Now let’s switch gears and think about right-sided heart failure, which is actually often caused by left-sided heart failure. K remember how fluid buildup increased pressure in the pulmonary artery? Well, this increased pulmonary blood pressure makes it harder for the right side to pump blood into. In this case, the heart failure would be biventricular since both ventricles are affected. Someone can also have isolated right-sided heart failure, though, and an example of this would be a left-to-right cardiac shunt. In these cases, there might be a cardiac shunt like an atrial septal defect or a ventricular septal defect, that allows blood to flow from the higher-pressure left side to the lower-pressure right side, which increases the fluid volume on the right side and can eventually lead to concentric hypertrophy of the right ventricle, making it more prone to ischemia—which is a systolic dysfunction, and have a smaller volume and become less compliant—which is diastolic dysfunction.
Another potential cause of isolated
right-sided failure is a chronic lung disease. Lung diseases often make it harder
to exchange oxygen. Well in response to low oxygen levels or hypoxia, the
pulmonary arterioles constrict, which raises the pulmonary blood pressure. This,
just like before, makes it harder for the right side of the heart to pump
against and can lead to right-sided hypertrophy and heart failure. When chronic
lung disease leads to right-sided hypertrophy and failure, it’s known as cor-pulmonale.

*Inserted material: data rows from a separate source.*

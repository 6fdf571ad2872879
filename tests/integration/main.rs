//! Integration tests for Listing-Harvest
//!
//! The scrape tests drive the coordinator end-to-end over the scripted
//! `MemorySession`; the WebDriver tests use wiremock to stand in for a
//! WebDriver server.

mod batch_tests;
mod output_tests;
mod scrape_tests;
mod support;
mod webdriver_tests;
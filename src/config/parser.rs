use crate::config::types::Config;
use crate::config::validation::validate;
use crate::ConfigError;
use sha2::{Digest, Sha256};
use std::path::Path;

/// Loads and parses a configuration file from the given path
///
/// # Arguments
///
/// * `path` - Path to the TOML configuration file
///
/// # Returns
///
/// * `Ok(Config)` - Successfully loaded and validated configuration
/// * `Err(ConfigError)` - Failed to load, parse, or validate the configuration
///
/// # Example
///
/// ```no_run
/// use std::path::Path;
/// use listing_harvest::config::load_config;
///
/// let config = load_config(Path::new("harvest.toml")).unwrap();
/// println!("Searching for: {}", config.search.category);
/// ```
pub fn load_config(path: &Path) -> Result<Config, ConfigError> {
    let content = std::fs::read_to_string(path)?;
    parse_config(&content)
}

/// Parses and validates configuration from TOML text
pub fn parse_config(content: &str) -> Result<Config, ConfigError> {
    let config: Config = toml::from_str(content)?;
    validate(&config)?;
    Ok(config)
}

/// Computes a SHA-256 hash of the configuration file content
///
/// Logged at startup so the artifacts of a run can be tied back to the
/// configuration that produced them.
///
/// # Arguments
///
/// * `path` - Path to the TOML configuration file
///
/// # Returns
///
/// * `Ok(String)` - Hex-encoded SHA-256 hash of the file content
/// * `Err(ConfigError)` - Failed to read the file
pub fn compute_config_hash(path: &Path) -> Result<String, ConfigError> {
    let content = std::fs::read_to_string(path)?;
    let mut hasher = Sha256::new();
    hasher.update(content.as_bytes());
    let result = hasher.finalize();
    Ok(hex::encode(result))
}

/// Loads a configuration and returns both the config and its hash
pub fn load_config_with_hash(path: &Path) -> Result<(Config, String), ConfigError> {
    let config = load_config(path)?;
    let hash = compute_config_hash(path)?;
    Ok((config, hash))
}
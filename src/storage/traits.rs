//! Storage traits and error types
//!
//! This module defines the trait interface for checkpoint backends and
//! associated error types.

use crate::state::ProgressState;
use std::path::PathBuf;
use thiserror::Error;

/// Errors that can occur during storage operations
#[derive(Debug, Error)]
pub enum StorageError {
    #[error("IO error: {0}")]
    Io(#[from] std::io::Error),

    #[error("Serialization error: {0}")]
    Serialization(#[from] serde_json::Error),

    #[error("Failed to write {path}: {source}")]
    Write {
        path: PathBuf,
        #[source]
        source: std::io::Error,
    },

    #[error("Failed to read artifact {path}: {message}")]
    InvalidArtifact { path: PathBuf, message: String },
}

/// Result type for storage operations
pub type StorageResult<T> = Result<T, StorageError>;

/// Durable record of a run's progress
///
/// The orchestrator is the only writer. Implementations must make `save`
/// atomic: a reader never observes a partially written state.
pub trait CheckpointStore {
    /// Reads the last saved state
    ///
    /// A missing or unreadable checkpoint is reported as `None`, never as an
    /// error: it only means there is nothing to resume.
    fn load(&self) -> Option<ProgressState>;

    /// Replaces the saved state with `state`
    fn save(&mut self, state: &ProgressState) -> StorageResult<()>;

    /// Removes the saved state; clearing an absent checkpoint succeeds
    fn clear(&mut self) -> StorageResult<()>;
}
/// Crawl state definitions for one location's result set
///
/// This module defines every state the page crawl state machine can be in
/// while walking a location's paginated local results.
use crate::driver::ElementHandle;
use std::fmt;

/// Represents the current state of one location's crawl
///
/// Page numbers are 1-based and count every listing page visited, whether it
/// was reached through a numbered control or a "more results" control.
#[derive(Debug, Clone, PartialEq, Eq)]
pub enum CrawlState {
    // ===== Active States =====
    /// The search query is being issued
    Searching,

    /// A results page is loaded and its listings container is awaited
    ListingPageLoaded { page: u32 },

    /// Listings of the current page are being opened one by one
    ProcessingListing {
        page: u32,
        listings: Vec<ElementHandle>,
        index: usize,
    },

    /// Looking for the control leading past the current page
    Paginating { page: u32 },

    // ===== Terminal State =====
    /// No further work for this location
    Terminal(TerminalReason),
}

/// Why a location's crawl stopped
#[derive(Debug, Clone, Copy, PartialEq, Eq, Hash)]
pub enum TerminalReason {
    /// No pagination control led past the last page
    NoMorePages { pages: u32 },

    /// The listings container never showed up on this page
    ContainerTimeout { page: u32 },

    /// The configured page limit was reached
    PageLimit { pages: u32 },

    /// A results page after the first could not be read
    PageUnreadable { page: u32 },
}

impl CrawlState {
    /// Short label used in log lines
    pub fn name(&self) -> &'static str {
        match self {
            Self::Searching => "searching",
            Self::ListingPageLoaded { .. } => "listing_page_loaded",
            Self::ProcessingListing { .. } => "processing_listing",
            Self::Paginating { .. } => "paginating",
            Self::Terminal(_) => "terminal",
        }
    }
}

impl fmt::Display for CrawlState {
    fn fmt(&self, f: &mut fmt::Formatter<'_>) -> fmt::Result {
        match self {
            Self::Searching => write!(f, "searching"),
            Self::ListingPageLoaded { page } => write!(f, "page {} loaded", page),
            Self::ProcessingListing {
                page,
                listings,
                index,
            } => write!(
                f,
                "page {} listing {}/{}",
                page,
                index + 1,
                listings.len()
            ),
            Self::Paginating { page } => write!(f, "paginating from page {}", page),
            Self::Terminal(reason) => write!(f, "terminal ({})", reason),
        }
    }
}

impl fmt::Display for TerminalReason {
    fn fmt(&self, f: &mut fmt::Formatter<'_>) -> fmt::Result {
        match self {
            Self::NoMorePages { pages } => write!(f, "no more pages after {}", pages),
            Self::ContainerTimeout { page } => {
                write!(f, "listings container timed out on page {}", page)
            }
            Self::PageLimit { pages } => write!(f, "page limit of {} reached", pages),
            Self::PageUnreadable { page } => write!(f, "page {} could not be read", page),
        }
    }
}
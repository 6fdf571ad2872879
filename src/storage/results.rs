//! Result artifact store
//!
//! One JSON artifact is written per successfully crawled location, named
//! `<prefix>_<slug>_<YYYYMMDD_HHMMSS>.json`. Artifacts are never rewritten:
//! crawling a location again produces a new file.

use crate::config::OutputConfig;
use crate::storage::records::LocationResult;
use crate::storage::traits::{StorageError, StorageResult};
use crate::storage::write_atomic;
use std::fs;
use std::io;
use std::path::{Path, PathBuf};

/// Directory of result artifacts sharing a file prefix
#[derive(Debug, Clone)]
pub struct ResultStore {
    dir: PathBuf,
    prefix: String,
}

impl ResultStore {
    pub fn new(dir: impl Into<PathBuf>, prefix: impl Into<String>) -> Self {
        Self {
            dir: dir.into(),
            prefix: prefix.into(),
        }
    }

    pub fn from_config(config: &OutputConfig) -> Self {
        Self::new(&config.results_dir, &config.file_prefix)
    }

    pub fn dir(&self) -> &Path {
        &self.dir
    }

    pub fn prefix(&self) -> &str {
        &self.prefix
    }

    /// File name the artifact for `result` is stored under
    pub fn file_name(&self, result: &LocationResult) -> String {
        format!(
            "{}_{}_{}.json",
            self.prefix,
            result.location.slug(),
            result.scrape_date.format("%Y%m%d_%H%M%S")
        )
    }

    /// Writes one artifact atomically
    ///
    /// # Returns
    ///
    /// * `Ok(PathBuf)` - Path of the new artifact
    /// * `Err(StorageError)` - The directory or file could not be written
    pub fn write(&self, result: &LocationResult) -> StorageResult<PathBuf> {
        fs::create_dir_all(&self.dir)?;
        let path = self.dir.join(self.file_name(result));
        let bytes = serde_json::to_vec_pretty(result)?;
        write_atomic(&path, &bytes)?;
        tracing::info!(
            "Saved {} listings for {} to {}",
            result.total_restaurants,
            result.location,
            path.display()
        );
        Ok(path)
    }

    /// Lists every artifact in the directory, sorted by file name
    ///
    /// A missing directory holds no artifacts.
    pub fn list(&self) -> StorageResult<Vec<PathBuf>> {
        let entries = match fs::read_dir(&self.dir) {
            Ok(entries) => entries,
            Err(e) if e.kind() == io::ErrorKind::NotFound => return Ok(Vec::new()),
            Err(e) => return Err(e.into()),
        };

        let lead = format!("{}_", self.prefix);
        let mut paths = Vec::new();
        for entry in entries {
            let entry = entry?;
            let name = entry.file_name();
            let name = name.to_string_lossy();
            if name.starts_with(&lead) && name.ends_with(".json") && entry.file_type()?.is_file() {
                paths.push(entry.path());
            }
        }
        paths.sort();
        Ok(paths)
    }

    /// Reads one artifact
    pub fn read(path: &Path) -> StorageResult<LocationResult> {
        let content = fs::read_to_string(path)?;
        serde_json::from_str(&content).map_err(|e| StorageError::InvalidArtifact {
            path: path.to_path_buf(),
            message: e.to_string(),
        })
    }
}
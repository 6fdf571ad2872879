//! Randomized pacing
//!
//! Every pause during a run is drawn uniformly from a configured range so the
//! session never settles into a fixed, detectable cadence.

use crate::config::{DelayRange, PacingConfig};
use rand::rngs::StdRng;
use rand::{Rng, RngCore, SeedableRng};
use std::time::Duration;

/// Source of randomized delays
pub struct Pacer {
    config: PacingConfig,
    rng: Box<dyn RngCore + Send>,
}

impl Pacer {
    /// Creates a pacer drawing delays from `rng`
    ///
    /// # Arguments
    ///
    /// * `config` - Delay ranges for each kind of pause
    /// * `rng` - Random source; production seeds one from OS entropy
    pub fn new(config: PacingConfig, rng: impl RngCore + Send + 'static) -> Self {
        Self {
            config,
            rng: Box::new(rng),
        }
    }

    /// A pacer that never sleeps
    pub fn disabled() -> Self {
        Self::new(PacingConfig::zero(), StdRng::seed_from_u64(0))
    }

    /// Draws one delay from `range`
    pub fn draw(&mut self, range: DelayRange) -> Duration {
        if range.max_ms <= range.min_ms {
            return Duration::from_millis(range.min_ms);
        }
        Duration::from_millis(self.rng.random_range(range.min_ms..=range.max_ms))
    }

    async fn pause(&mut self, range: DelayRange, reason: &str) -> Duration {
        let delay = self.draw(range);
        if !delay.is_zero() {
            tracing::debug!("Waiting {:.1}s {}", delay.as_secs_f64(), reason);
            tokio::time::sleep(delay).await;
        }
        delay
    }

    /// Pause after issuing a search, while results populate
    pub async fn settle(&mut self) -> Duration {
        let range = self.config.settle;
        self.pause(range, "for search results").await
    }

    /// Pause after opening a listing's detail view
    pub async fn after_click(&mut self) -> Duration {
        let range = self.config.click;
        self.pause(range, "after opening listing").await
    }

    /// Pause after dismissing a listing's detail view
    pub async fn after_dismiss(&mut self) -> Duration {
        let range = self.config.dismiss;
        self.pause(range, "after closing listing").await
    }

    /// Pause after clicking a pagination control
    pub async fn page_turn(&mut self) -> Duration {
        let range = self.config.page;
        self.pause(range, "after changing page").await
    }

    /// Pause between two locations
    pub async fn between_locations(&mut self) -> Duration {
        let delay = self.draw(self.config.location);
        if !delay.is_zero() {
            tracing::info!(
                "Waiting {:.1}s before the next location",
                delay.as_secs_f64()
            );
            tokio::time::sleep(delay).await;
        }
        delay
    }
}

#[cfg(test)]
mod tests {
    use super::*;

    #[test]
    fn test_draw_stays_in_range() {
        let mut pacer = Pacer::new(PacingConfig::default(), StdRng::seed_from_u64(5));
        let range = DelayRange::new(45_000, 120_000);
        for _ in 0..200 {
            let delay = pacer.draw(range);
            assert!(delay >= Duration::from_secs(45));
            assert!(delay <= Duration::from_secs(120));
        }
    }

    #[test]
    fn test_draw_degenerate_range() {
        let mut pacer = Pacer::disabled();
        assert_eq!(pacer.draw(DelayRange::new(250, 250)), Duration::from_millis(250));
        assert_eq!(pacer.draw(DelayRange::zero()), Duration::ZERO);
    }

    #[test]
    fn test_draw_varies() {
        let mut pacer = Pacer::new(PacingConfig::default(), StdRng::seed_from_u64(9));
        let range = DelayRange::new(1_000, 3_000);
        let draws: Vec<Duration> = (0..20).map(|_| pacer.draw(range)).collect();
        assert!(draws.iter().any(|d| *d != draws[0]));
    }

    #[tokio::test]
    async fn test_disabled_pacer_does_not_sleep() {
        let mut pacer = Pacer::disabled();
        assert_eq!(pacer.settle().await, Duration::ZERO);
        assert_eq!(pacer.after_click().await, Duration::ZERO);
        assert_eq!(pacer.after_dismiss().await, Duration::ZERO);
        assert_eq!(pacer.page_turn().await, Duration::ZERO);
        assert_eq!(pacer.between_locations().await, Duration::ZERO);
    }
}
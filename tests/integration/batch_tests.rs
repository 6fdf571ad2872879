//! Location list partitioning through the batch files

use listing_harvest::locations::{load_locations, save_all_locations, save_batches};
use listing_harvest::{partition, Location};
use rand::rngs::StdRng;
use rand::SeedableRng;
use std::fs;
use std::num::NonZeroUsize;
use tempfile::TempDir;

#[test]
fn test_batch_size_one_gives_one_batch_per_location() {
    let dir = TempDir::new().unwrap();
    let input = dir.path().join("locations.txt");
    fs::write(&input, "York\nBath\n").unwrap();

    let locations = load_locations(&input).unwrap();
    let batches = partition(
        &locations,
        NonZeroUsize::new(1).unwrap(),
        false,
        &mut StdRng::seed_from_u64(7),
    );
    assert_eq!(batches.len(), 2);
    assert_eq!(batches[0].names(), vec!["York"]);
    assert_eq!(batches[1].names(), vec!["Bath"]);

    let out = dir.path().join("location_batches");
    let paths = save_batches(&out, &batches).unwrap();
    assert_eq!(fs::read_to_string(&paths[0]).unwrap(), "York\n");
    assert_eq!(fs::read_to_string(&paths[1]).unwrap(), "Bath\n");
}

#[test]
fn test_strategic_batches_cover_every_location_once() {
    let dir = TempDir::new().unwrap();
    let input = dir.path().join("locations.txt");
    fs::write(
        &input,
        "London*\nLeeds*\nYork\nBath\nHull\nManchester*\nDerby\n",
    )
    .unwrap();
    let locations = load_locations(&input).unwrap();

    let batches = partition(
        &locations,
        NonZeroUsize::new(3).unwrap(),
        true,
        &mut StdRng::seed_from_u64(42),
    );
    assert_eq!(batches.len(), 3);
    assert!(batches.iter().all(|b| b.len() <= 3 && !b.is_empty()));
    // Three majors over three batches: one each
    assert!(batches.iter().all(|b| b.major_count() == 1));

    let mut seen: Vec<&str> = batches.iter().flat_map(|b| b.names()).collect();
    seen.sort_unstable();
    assert_eq!(
        seen,
        vec!["Bath", "Derby", "Hull", "Leeds", "London", "Manchester", "York"]
    );

    // Batch files drop the major marker and read back as plain locations
    let out = dir.path().join("location_batches");
    let paths = save_batches(&out, &batches).unwrap();
    let reread: usize = paths
        .iter()
        .map(|p| load_locations(p).unwrap())
        .inspect(|batch| assert!(batch.iter().all(|l| !l.is_major())))
        .map(|batch| batch.len())
        .sum();
    assert_eq!(reread, 7);

    let all = save_all_locations(&out, &locations).unwrap();
    let listed = load_locations(&all).unwrap();
    assert_eq!(listed.len(), 7);
    assert_eq!(listed[0], Location::new("London"));
}
//! Run coordinator - main scrape orchestration logic
//!
//! This module contains the run loop that ties everything together:
//! - Loading or creating the progress checkpoint
//! - Crawling each pending location through the page state machine
//! - Writing one result artifact per location
//! - Checkpointing after every location, success or failure
//! - Pacing between locations

use crate::config::Config;
use crate::crawler::machine::{crawl_location, CrawlSettings};
use crate::crawler::pacing::Pacer;
use crate::driver::{PageSession, WebDriverSession};
use crate::locations::Location;
use crate::state::ProgressState;
use crate::storage::{CheckpointStore, JsonCheckpointStore, LocationResult, ResultStore};
use crate::HarvestError;
use rand::rngs::StdRng;
use rand::SeedableRng;
use std::path::PathBuf;
use std::time::Instant;

/// What a run did
#[derive(Debug, Clone, Default, PartialEq, Eq)]
pub struct RunOutcome {
    /// Results written during this run, in processing order
    pub results: Vec<LocationResult>,
    /// Artifact path of each entry in `results`
    pub artifacts: Vec<PathBuf>,
    /// Every completed location, including ones completed by earlier runs
    pub completed: Vec<Location>,
    /// Locations still pending (failed ones included)
    pub pending: Vec<Location>,
    /// Locations whose crawl failed during this run
    pub failed: Vec<Location>,
}

impl RunOutcome {
    /// Total listings collected during this run
    pub fn listings(&self) -> usize {
        self.results.iter().map(|r| r.total_restaurants).sum()
    }

    fn finish(mut self, progress: &ProgressState) -> Self {
        self.completed = progress.completed().to_vec();
        self.pending = progress.pending().to_vec();
        self
    }
}

/// Main run coordinator structure
pub struct Coordinator<S, C> {
    session: S,
    checkpoints: C,
    results: ResultStore,
    settings: CrawlSettings,
    pacer: Pacer,
}

impl<S: PageSession, C: CheckpointStore> Coordinator<S, C> {
    /// Creates a new coordinator instance
    ///
    /// # Arguments
    ///
    /// * `session` - Page session owned by the run for its whole duration
    /// * `checkpoints` - Where progress is persisted
    /// * `results` - Where result artifacts are written
    /// * `settings` - Crawl settings for every location
    /// * `pacer` - Source of randomized pauses
    pub fn new(
        session: S,
        checkpoints: C,
        results: ResultStore,
        settings: CrawlSettings,
        pacer: Pacer,
    ) -> Self {
        Self {
            session,
            checkpoints,
            results,
            settings,
            pacer,
        }
    }

    pub fn session(&self) -> &S {
        &self.session
    }

    pub fn checkpoints(&self) -> &C {
        &self.checkpoints
    }

    /// Gives the page session back, e.g. to close it
    pub fn into_session(self) -> S {
        self.session
    }

    /// Runs every pending location
    ///
    /// A saved checkpoint takes precedence over `locations`: its pending list
    /// becomes the work list and its completed locations are never crawled
    /// again. Without a checkpoint, `locations` is the work list.
    ///
    /// A location whose crawl or artifact write fails stays pending and the
    /// run moves on. The checkpoint is cleared once nothing is pending.
    ///
    /// # Returns
    ///
    /// * `Ok(RunOutcome)` - The run went through every pending location
    /// * `Err(HarvestError::NoLocations)` - There was nothing to do
    /// * `Err(HarvestError::Storage)` - The checkpoint could not be saved
    pub async fn run(&mut self, locations: &[Location]) -> crate::Result<RunOutcome> {
        let saved = self
            .checkpoints
            .load()
            .filter(|s| !s.pending().is_empty() || !s.completed().is_empty());
        let mut progress = match saved {
            Some(state) => {
                tracing::info!(
                    "Resuming previous session: {} pending, {} completed (saved {})",
                    state.pending().len(),
                    state.completed().len(),
                    state.timestamp()
                );
                state
            }
            None => ProgressState::new(locations.to_vec()),
        };

        let mut outcome = RunOutcome::default();
        if progress.is_finished() {
            if progress.completed().is_empty() {
                return Err(HarvestError::NoLocations);
            }
            tracing::info!("All locations were already completed");
            self.clear_checkpoint();
            return Ok(outcome.finish(&progress));
        }

        self.checkpoints.save(&progress)?;

        let work = progress.pending().to_vec();
        let start_time = Instant::now();
        tracing::info!("Starting run over {} locations", work.len());

        for (position, location) in work.iter().enumerate() {
            if progress.is_completed(location) {
                continue;
            }

            tracing::info!(
                "[{}/{}] Scraping {}",
                position + 1,
                work.len(),
                location
            );

            match self.scrape_location(location).await {
                Ok((result, path)) => {
                    progress.mark_completed(location);
                    outcome.results.push(result);
                    outcome.artifacts.push(path);
                }
                Err(e) => {
                    tracing::error!("Failed to scrape {}: {}", location, e);
                    progress.touch();
                    outcome.failed.push(location.clone());
                }
            }

            self.checkpoints.save(&progress)?;
            tracing::info!(
                "Progress: {} completed, {} pending",
                progress.completed().len(),
                progress.pending().len()
            );

            if position + 1 < work.len() {
                self.pacer.between_locations().await;
            }
        }

        if progress.is_finished() {
            self.clear_checkpoint();
        } else {
            tracing::warn!(
                "{} locations still pending; run again to retry them",
                progress.pending().len()
            );
        }

        tracing::info!(
            "Run finished in {:?}: {} locations scraped, {} failed",
            start_time.elapsed(),
            outcome.results.len(),
            outcome.failed.len()
        );

        Ok(outcome.finish(&progress))
    }

    /// Crawls one location and writes its artifact
    async fn scrape_location(
        &mut self,
        location: &Location,
    ) -> crate::Result<(LocationResult, PathBuf)> {
        let report =
            crawl_location(&mut self.session, &self.settings, &mut self.pacer, location).await?;
        if report.skipped > 0 {
            tracing::warn!(
                "{} listings skipped for {}",
                report.skipped,
                location
            );
        }

        let result = LocationResult::new(location.clone(), report.records);
        let path = self.results.write(&result)?;
        Ok((result, path))
    }

    fn clear_checkpoint(&mut self) {
        if let Err(e) = self.checkpoints.clear() {
            tracing::warn!("Failed to clear checkpoint: {}", e);
        }
    }
}

/// Runs a complete scrape against a WebDriver browser
///
/// This function wires the production pieces together:
///
/// 1. Derive crawl settings from the configuration
/// 2. Open the checkpoint and result stores
/// 3. Start a browser session
/// 4. Run every pending location
/// 5. Close the browser, even if the run failed
///
/// # Arguments
///
/// * `config` - The validated configuration
/// * `locations` - Work list used when no checkpoint exists
///
/// # Returns
///
/// * `Ok(RunOutcome)` - Run completed (possibly with failed locations)
/// * `Err(HarvestError)` - Nothing to do, browser unavailable, or checkpoint unwritable
///
/// # Example
///
/// ```no_run
/// use listing_harvest::config::load_config;
/// use listing_harvest::crawler::run_scrape;
/// use listing_harvest::Location;
/// use std::path::Path;
///
/// # async fn example() -> Result<(), Box<dyn std::error::Error>> {
/// let config = load_config(Path::new("harvest.toml"))?;
/// let outcome = run_scrape(&config, &[Location::new("York")]).await?;
/// println!("{} listings", outcome.listings());
/// # Ok(())
/// # }
/// ```
pub async fn run_scrape(config: &Config, locations: &[Location]) -> crate::Result<RunOutcome> {
    let settings = CrawlSettings::from_config(config)?;
    let mut checkpoints = JsonCheckpointStore::new(&config.output.checkpoint_path);
    let results = ResultStore::from_config(&config.output);
    let pacer = Pacer::new(config.pacing.clone(), StdRng::from_os_rng());

    // Do not start a browser when there is nothing to do
    match checkpoints.load() {
        Some(state) if !state.is_finished() => {}
        Some(state) if !state.completed().is_empty() => {
            tracing::info!("All locations were already completed");
            if let Err(e) = checkpoints.clear() {
                tracing::warn!("Failed to clear checkpoint: {}", e);
            }
            return Ok(RunOutcome::default().finish(&state));
        }
        _ if locations.is_empty() => return Err(HarvestError::NoLocations),
        _ => {}
    }

    let session = WebDriverSession::connect(&config.driver).await?;
    let mut coordinator = Coordinator::new(session, checkpoints, results, settings, pacer);
    let outcome = coordinator.run(locations).await;

    let mut session = coordinator.into_session();
    if let Err(e) = session.close().await {
        tracing::warn!("Failed to close browser session: {}", e);
    }

    outcome
}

With left-sided failure, blood gets backed up into the lungs. With right-sided
failure, blood gets backed up to the body, and so patients have congestion in
the veins of the systemic circulation. One common manifestation of this is
jugular venous distention, where the jugular vein that brings blood back
to the heart takes on more blood and becomes enlarged and distended in the
neck.
Also in the body, when blood backs
up to the liver and spleen, fluid can move into the interstitial spaces within
those organs and they can both become enlarged, called hepatosplenomegaly, which
can be painful, and if the liver is congested for long periods of time,
patients can eventually develop cirrhosis and liver failure, which would be
called cardiac cirrhosis. Excess interstitial fluid near the surface of the
liver and spleen can also move right out into the peritoneal space as well, and
since that cavity can take a lot of fluid before there is an increase in
pressure, a lot of fluid can build up in the peritoneal space which is called
ascites.
Finally, fluid that backs up into
the interstitial space in the soft tissues in the legs causes pitting edema,
where the tissue is visibly swollen and when you apply pressure to it leaves a
“pit” and takes a while to come back to its original place. This generally affects
the legs in most people, because gravity generally causes the majority of fluid
to “pool” in the dependent parts of the body, which are the legs when you’re standing
and the sacrum, essentially the lower back, when you’re lying down. Right-sided
heart failure will be treated similarly to left-sided heart failure, especially
because it’s often a result of left-sided heart failure. Therefore, medications
like ACE inhibitors and diuretics may be prescribed. With heart failure, we saw
that sometimes the muscle wall can stretch and thin out, or sometimes it can
sometimes thicken and become ischemic.
In either case, those heart cells
get irritated, in both scenarios the cells get irritated, and this can lead to
heart arrhythmias. With an arrhythmia, the ventricles don’t contract in
sync anymore making them less able to pump out blood and worsening the whole
situation. In some cases, patients might be treated with cardiac
resynchronization therapy pacemakers, which can stimulate the ventricles to
contract at the same time and potentially improve the blood pumped out. Alternatively,
for heart failure in general, some people might have ventricular assist devices
implanted, or VADs, which literally assist or help the heart pump blood may
also be implanted. In end-stage situations where other forms of treatment have
failed, patients might have a heart transplant.